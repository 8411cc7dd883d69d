//! Fuzz target for the token decoder.
//!
//! Arbitrary bytes must either decode into tokens or return
//! `TokenInvalidEncoding` — never panic, never over-read.

#![no_main]

use libfuzzer_sys::fuzz_target;
use sedframe_proto::token;

fuzz_target!(|data: &[u8]| {
    let _ = token::decode(data);
});
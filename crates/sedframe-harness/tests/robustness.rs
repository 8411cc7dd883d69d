//! The emulated drive must reject garbage the way a real TPer would:
//! with an error, never a panic or a hang.

use std::sync::Arc;

use proptest::prelude::*;
use sedframe_core::transport::{PROTOCOL_TCG, Transport};
use sedframe_harness::FakeTper;

proptest! {
    #[test]
    fn garbage_if_send_errors_cleanly(
        payload in prop::collection::vec(any::<u8>(), 0..1024),
        com_id in any::<u16>(),
    ) {
        let tper = FakeTper::opal20();
        // Arbitrary bytes are not a valid ComPacket: expect a transport
        // error, not a panic
        prop_assert!(tper.if_send(PROTOCOL_TCG, com_id, &payload).is_err());
    }

    #[test]
    fn unsolicited_if_recv_yields_an_empty_frame(com_id in 2u16..0xFFFF) {
        let tper = FakeTper::opal20();
        let frame = tper.if_recv(PROTOCOL_TCG, com_id, 2048).unwrap();
        // Header-only ComPacket with nothing outstanding
        prop_assert_eq!(frame.len(), 20);
    }

    #[test]
    fn wrong_protocol_is_refused(protocol in 2u8..0xFF) {
        let tper = FakeTper::opal20();
        prop_assert!(tper.if_recv(protocol, 0x0001, 512).is_err());
        prop_assert!(tper.if_send(protocol, 0x0001, &[0u8; 512]).is_err());
    }
}

#[test]
fn well_formed_frame_with_no_session_is_refused() {
    use sedframe_proto::uid::{locking, method};
    use sedframe_proto::{
        compacket::{self, FrameParams},
        token::TokenWriter,
    };

    let tper = Arc::new(FakeTper::opal20());

    // A valid Get call against a session that was never opened
    let mut w = TokenWriter::new();
    w.call()
        .bytes(&locking::GLOBAL_RANGE.to_bytes())
        .bytes(&method::GET.to_bytes())
        .start_list()
        .end_list()
        .end_of_data()
        .start_list()
        .uint(0)
        .uint(0)
        .uint(0)
        .end_list();
    let payload = w.finish().unwrap();
    let params = FrameParams { com_id: 0x07FE, tsn: 42, hsn: 42, seq_number: 1 };
    let frame = compacket::wrap(&params, &payload);

    assert!(tper.if_send(PROTOCOL_TCG, 0x07FE, &frame).is_err());
}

+ + +

= Requirement =
Begin at the first line of the records above and quote every line verbatim through the one that contains "use sedframe_proto::token;".

= Reply to the task =
repository 8411cc7dd883d69d
//! Fuzz target for the token decoder.
//!
//! Arbitrary bytes must either decode into tokens or return
//! `TokenInvalidEncoding` — never panic, never over-read.

#![no_main]

use libfuzzer_sys::fuzz_target;
use sedframe_proto::token;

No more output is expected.